Crystal on her birthday...she's black now











Ranger, solid bred Bay Dun gelding


----------



## irisheyes12 (May 19, 2008)

My2Geldings said:


> ...All breeds allowed.....


Change the title to "Let's see those Pinto's" then  Paint's a breed, Pinto's a color.


----------



## my2geldings (Feb 18, 2008)

You have a point.
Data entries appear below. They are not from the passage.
// src/lib.rs
//
// Crate root: public re-exports for the fsdlio loading engine.

pub mod constants;
pub mod data_loader;
pub mod manifest;
pub mod partition;

// ===== Re-exports expected at the crate root =====
// Types:
pub use crate::data_loader::batch::{BatchPlanner, IndexBatch};
pub use crate::data_loader::dataloader::DataLoader;
pub use crate::data_loader::dataset::{
    BatchLoadError, Dataset, DatasetError, DynBatchStream, LoadedBatch, Sample, Tensor,
};
pub use crate::data_loader::fs_dataset::FileManifestDataset;
pub use crate::data_loader::options::LoaderOptions;
pub use crate::data_loader::pool_loader::PoolLoader;
pub use crate::data_loader::sampler::{
    Sampler, SequentialSampler, ShuffleSampler, SubsetSampler,
};
pub use crate::data_loader::transform::{
    FixedLength, FnTransform, ItemDecoder, Normalize, RawU8Decoder, Transform,
    TransformPipeline,
};
// Module alias so tests can use `fsdlio::dataset::DynBatchStream`:
pub use crate::data_loader::dataset;

// Manifest / partition surface:
pub use crate::manifest::{LabelRecord, LabelTable, ManifestError};
pub use crate::partition::{PartitionError, PartitionPlanner, PartitionSpec, SubsetTables};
Unfortunately I can't change the title of this thread


----------



## PaintHorseMares (Apr 19, 2008)

Here are our 3 Paint mares..

"Lady" (Intimadated Skip)










"Cinnamon" (Tommy Spekled Supreme)










"Angel" (Showdown Suzy Q)


----------



## PaintHorseMares (Apr 19, 2008)

And since everyone loves foals...from the ranch down the road...



















and "Big Red", the full sister of our "Cinnamon", a Solid Paint and the tallest Paint I've ever seen and ridden (17hh)


----------



## PaintHorseMares (Apr 19, 2008)

And finally, our last Paint, Yellow Mount...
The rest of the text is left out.